Stored items:
○ ○ ○

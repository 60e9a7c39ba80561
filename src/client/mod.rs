// Copyright (c) 2025 ADBC Drivers Contributors
//
// Licensed under the Apache License, Version 2.0 (the "License");
// you may not use this file except in compliance with the License.
// You may obtain a copy of the License at
//
//     http://www.apache.org/licenses/LICENSE-2.0
//
// Unless required by applicable law or agreed to in writing, software
// distributed under the License is distributed on an "AS IS" BASIS,
// WITHOUT WARRANTIES OR CONDITIONS OF ANY KIND, either express or implied.
// See the License for the specific language governing permissions and
// limitations under the License.

//! Client implementations for communicating with the job API.
//!
//! This module provides:
//! - `TdHttpClient`: Low-level HTTP client with retry logic
//! - `JobClient`: Job control-plane calls and result fetch entry points

pub mod http;
pub mod jobs;

pub use http::{HttpClientConfig, TdHttpClient};
pub use jobs::JobClient;
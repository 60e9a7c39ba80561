// Copyright (c) 2025 ADBC Drivers Contributors
//
// Licensed under the Apache License, Version 2.0 (the "License");
// you may not use this file except in compliance with the License.
// You may obtain a copy of the License at
//
//     http://www.apache.org/licenses/LICENSE-2.0
//
// Unless required by applicable law or agreed to in writing, software
// distributed under the License is distributed on an "AS IS" BASIS,
// WITHOUT WARRANTIES OR CONDITIONS OF ANY KIND, either express or implied.
// See the License for the specific language governing permissions and
// limitations under the License.

//! Incremental MessagePack record decoding.
//!
//! Decompressed fragments are appended to a backlog. Record boundaries are
//! found by walking MessagePack markers and length prefixes
//! ([`frame_len`]) without building values; only complete frames are handed
//! to `rmpv` for decoding. Fragment boundaries never need to line up with
//! record boundaries.

use crate::error::{Error, Result};
use crate::types::Record;
use bytes::{Buf, BytesMut};

/// Unwrap a length prefix, or report that more bytes are needed.
macro_rules! try_len {
    ($e:expr) => {
        match $e {
            Some(n) => n,
            None => return Ok(None),
        }
    };
}

/// Length in bytes of the first complete MessagePack value in `buf`.
///
/// Returns `Ok(None)` when `buf` holds only a prefix of a value. Nested
/// arrays and maps are walked iteratively, so deeply nested input cannot
/// exhaust the stack.
pub fn frame_len(buf: &[u8]) -> Result<Option<usize>> {
    FrameScan::default().resume(buf)
}

/// Resumable position of a framing scan over a growing buffer.
///
/// Progress is committed after each complete marker, so a scan that ran out
/// of bytes picks up at the last element boundary instead of at offset 0.
#[derive(Debug, Clone, Copy, PartialEq, Eq)]
struct FrameScan {
    pos: usize,
    /// values still to be read before the outermost one is complete
    pending: u64,
}

impl Default for FrameScan {
    fn default() -> Self {
        Self { pos: 0, pending: 1 }
    }
}

impl FrameScan {
    fn resume(&mut self, buf: &[u8]) -> Result<Option<usize>> {
        while self.pending > 0 {
            let Some(&marker) = buf.get(self.pos) else {
                return Ok(None);
            };
            let mut pos = self.pos + 1;
            let mut pending = self.pending - 1;

            let skip = match marker {
                // positive fixint, negative fixint, nil, false, true
                0x00..=0x7f | 0xe0..=0xff | 0xc0 | 0xc2 | 0xc3 => 0,
                // fixmap
                0x80..=0x8f => {
                    pending += 2 * u64::from(marker & 0x0f);
                    0
                }
                // fixarray
                0x90..=0x9f => {
                    pending += u64::from(marker & 0x0f);
                    0
                }
                // fixstr
                0xa0..=0xbf => usize::from(marker & 0x1f),
                0xc1 => {
                    return Err(Error::CorruptStream(format!(
                        "reserved MessagePack marker 0xc1 at offset {}",
                        self.pos
                    )))
                }
                // bin8/str8, bin16/str16, bin32/str32
                0xc4 | 0xd9 => try_len!(read_len(buf, &mut pos, 1)),
                0xc5 | 0xda => try_len!(read_len(buf, &mut pos, 2)),
                0xc6 | 0xdb => try_len!(read_len(buf, &mut pos, 4)),
                // ext8/16/32: length, then a type byte, then data
                0xc7 => try_len!(read_len(buf, &mut pos, 1)) + 1,
                0xc8 => try_len!(read_len(buf, &mut pos, 2)) + 1,
                0xc9 => try_len!(read_len(buf, &mut pos, 4)) + 1,
                // uint8 / int8
                0xcc | 0xd0 => 1,
                // uint16 / int16
                0xcd | 0xd1 => 2,
                // float32 / uint32 / int32
                0xca | 0xce | 0xd2 => 4,
                // float64 / uint64 / int64
                0xcb | 0xcf | 0xd3 => 8,
                // fixext 1/2/4/8/16, each with a type byte
                0xd4 => 2,
                0xd5 => 3,
                0xd6 => 5,
                0xd7 => 9,
                0xd8 => 17,
                // array16 / array32
                0xdc => {
                    pending += try_len!(read_len(buf, &mut pos, 2)) as u64;
                    0
                }
                0xdd => {
                    pending += try_len!(read_len(buf, &mut pos, 4)) as u64;
                    0
                }
                // map16 / map32
                0xde => {
                    pending += 2 * try_len!(read_len(buf, &mut pos, 2)) as u64;
                    0
                }
                0xdf => {
                    pending += 2 * try_len!(read_len(buf, &mut pos, 4)) as u64;
                    0
                }
            };

            match pos.checked_add(skip) {
                Some(end) if end <= buf.len() => {
                    self.pos = end;
                    self.pending = pending;
                }
                _ => return Ok(None),
            }
        }
        Ok(Some(self.pos))
    }
}

/// Read a big-endian length prefix of `width` bytes at `*pos`.
fn read_len(buf: &[u8], pos: &mut usize, width: usize) -> Option<usize> {
    let bytes = buf.get(*pos..*pos + width)?;
    *pos += width;
    let len = bytes
        .iter()
        .fold(0u64, |acc, &b| (acc << 8) | u64::from(b));
    usize::try_from(len).ok()
}

/// Decodes records from a sequence of decompressed fragments.
///
/// The backlog only ever holds the unfinished tail of the stream: bytes are
/// appended by [`push`](Self::push) and removed from the front one whole
/// record at a time by [`next_record`](Self::next_record).
#[derive(Debug, Default)]
pub struct RecordDecoder {
    backlog: BytesMut,
    scan: FrameScan,
    records: u64,
    consumed: u64,
}

impl RecordDecoder {
    pub fn new() -> Self {
        Self::default()
    }

    /// Append one decompressed fragment.
    pub fn push(&mut self, fragment: &[u8]) {
        self.backlog.extend_from_slice(fragment);
    }

    /// Decode the next complete record at the front of the backlog.
    ///
    /// Returns `Ok(None)` when the backlog holds no complete record; the
    /// partial bytes are kept for the next [`push`](Self::push).
    pub fn next_record(&mut self) -> Result<Option<Record>> {
        let Some(len) = self.scan.resume(&self.backlog)? else {
            return Ok(None);
        };
        let mut frame = &self.backlog[..len];
        let record = rmpv::decode::read_value(&mut frame).map_err(|e| {
            Error::CorruptStream(format!("invalid record #{}: {}", self.records + 1, e))
        })?;
        self.backlog.advance(len);
        self.scan = FrameScan::default();
        self.records += 1;
        self.consumed += len as u64;
        Ok(Some(record))
    }

    /// Decode every complete record currently in the backlog.
    pub fn drain(&mut self) -> Result<Vec<Record>> {
        let mut records = Vec::new();
        while let Some(record) = self.next_record()? {
            records.push(record);
        }
        Ok(records)
    }

    /// Bytes waiting for the rest of their record.
    pub fn backlog_len(&self) -> usize {
        self.backlog.len()
    }

    /// Records decoded so far.
    pub fn records_decoded(&self) -> u64 {
        self.records
    }

    /// Decompressed bytes consumed by decoded records.
    pub fn bytes_consumed(&self) -> u64 {
        self.consumed
    }

    /// Signal end of stream. Fails if a partial record is left over.
    pub fn finish(&mut self) -> Result<()> {
        if self.backlog.is_empty() {
            return Ok(());
        }
        let pending = self.backlog.len();
        self.backlog = BytesMut::new();
        self.scan = FrameScan::default();
        Err(Error::TruncatedRecord { pending })
    }
}

#[cfg(test)]
mod tests {
    use super::*;
    use rmpv::Value;

    fn encode(values: &[Value]) -> Vec<u8> {
        let mut buf = Vec::new();
        for v in values {
            rmpv::encode::write_value(&mut buf, v).unwrap();
        }
        buf
    }

    fn sample_values() -> Vec<Value> {
        vec![
            Value::Nil,
            Value::from(true),
            Value::from(7),
            Value::from(-3),
            Value::from(300),
            Value::from(-70_000),
            Value::from(u64::MAX),
            Value::from(1.5f32),
            Value::from(2.25f64),
            Value::from("short"),
            Value::from("x".repeat(40)),
            Value::from("y".repeat(300)),
            Value::from("z".repeat(70_000)),
            Value::Binary(vec![1, 2, 3]),
            Value::Binary(vec![0; 70_000]),
            Value::Array((0..20).map(Value::from).collect()),
            Value::Map(vec![
                (Value::from("id"), Value::from(1)),
                (Value::from("tags"), Value::Array(vec![Value::from("a")])),
            ]),
            Value::Map(
                (0..20)
                    .map(|i| (Value::from(i), Value::from(format!("v{}", i))))
                    .collect(),
            ),
            Value::Ext(1, vec![9]),
            Value::Ext(2, vec![1, 2]),
            Value::Ext(3, vec![0; 4]),
            Value::Ext(4, vec![0; 8]),
            Value::Ext(5, vec![0; 16]),
            Value::Ext(6, vec![0; 3]),
            Value::Ext(7, vec![0; 300]),
            Value::Array(vec![
                Value::from("2024-01-01"),
                Value::Nil,
                Value::Array(vec![Value::Array(vec![Value::from(1)])]),
            ]),
        ]
    }

    #[test]
    fn test_frame_len_matches_encoded_length() {
        for value in sample_values() {
            let bytes = encode(std::slice::from_ref(&value));
            assert_eq!(
                frame_len(&bytes).unwrap(),
                Some(bytes.len()),
                "value {:?}",
                value
            );
            for cut in 0..bytes.len().min(64) {
                assert_eq!(frame_len(&bytes[..cut]).unwrap(), None, "cut {}", cut);
            }
        }
    }

    #[test]
    fn test_scan_resumes_at_element_boundary() {
        let row = Value::Array((0..1000).map(Value::from).collect());
        let bytes = encode(&[row]);

        let mut scan = FrameScan::default();
        assert_eq!(scan.resume(&bytes[..500]).unwrap(), None);
        let resumed_at = scan.pos;
        assert!(resumed_at > 400 && resumed_at <= 500);

        assert_eq!(scan.resume(&bytes).unwrap(), Some(bytes.len()));
    }

    #[test]
    fn test_frame_len_rejects_reserved_marker() {
        let err = frame_len(&[0xc1]).unwrap_err();
        assert!(matches!(err, Error::CorruptStream(_)));
    }

    #[test]
    fn test_decoder_whole_payload() {
        let values = sample_values();
        let mut decoder = RecordDecoder::new();
        decoder.push(&encode(&values));
        assert_eq!(decoder.drain().unwrap(), values);
        assert_eq!(decoder.backlog_len(), 0);
        decoder.finish().unwrap();
        assert_eq!(decoder.records_decoded(), values.len() as u64);
    }

    #[test]
    fn test_decoder_byte_at_a_time() {
        let values = sample_values();
        let payload = encode(&values);
        let mut decoder = RecordDecoder::new();
        let mut decoded = Vec::new();
        for b in &payload {
            decoder.push(std::slice::from_ref(b));
            decoded.extend(decoder.drain().unwrap());
        }
        decoder.finish().unwrap();
        assert_eq!(decoded, values);
        assert_eq!(decoder.bytes_consumed(), payload.len() as u64);
    }

    #[test]
    fn test_backlog_is_only_the_partial_record() {
        let row = Value::Array(vec![Value::from(1), Value::from("abc")]);
        let bytes = encode(&[row.clone(), row.clone()]);
        let one = bytes.len() / 2;

        let mut decoder = RecordDecoder::new();
        decoder.push(&bytes[..one + 2]);
        assert_eq!(decoder.drain().unwrap(), vec![row.clone()]);
        assert_eq!(decoder.backlog_len(), 2);

        decoder.push(&bytes[one + 2..]);
        assert_eq!(decoder.drain().unwrap(), vec![row]);
        assert_eq!(decoder.backlog_len(), 0);
    }

    #[test]
    fn test_truncated_record() {
        // str32 header declaring 100 bytes followed by only 40
        let mut bytes = vec![0xdb, 0, 0, 0, 100];
        bytes.extend_from_slice(&[b'a'; 40]);

        let mut decoder = RecordDecoder::new();
        decoder.push(&bytes);
        assert!(decoder.next_record().unwrap().is_none());
        let err = decoder.finish().unwrap_err();
        assert!(matches!(err, Error::TruncatedRecord { pending: 45 }));
    }

    #[test]
    fn test_empty_stream_is_ok() {
        let mut decoder = RecordDecoder::new();
        assert!(decoder.next_record().unwrap().is_none());
        decoder.finish().unwrap();
    }

    #[test]
    fn test_corrupt_record_after_valid_ones() {
        let mut bytes = encode(&[Value::from(1), Value::from(2)]);
        bytes.push(0xc1);

        let mut decoder = RecordDecoder::new();
        decoder.push(&bytes);
        assert_eq!(decoder.next_record().unwrap(), Some(Value::from(1)));
        assert_eq!(decoder.next_record().unwrap(), Some(Value::from(2)));
        assert!(matches!(
            decoder.next_record(),
            Err(Error::CorruptStream(_))
        ));
    }
}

○ ○ ○

_Problem statement_: Show every line of the entries above where the word "collect" occurs.

_Your response_:
            Value::Array((0..20).map(Value::from).collect()),
                    .collect(),
        let row = Value::Array((0..1000).map(Value::from).collect());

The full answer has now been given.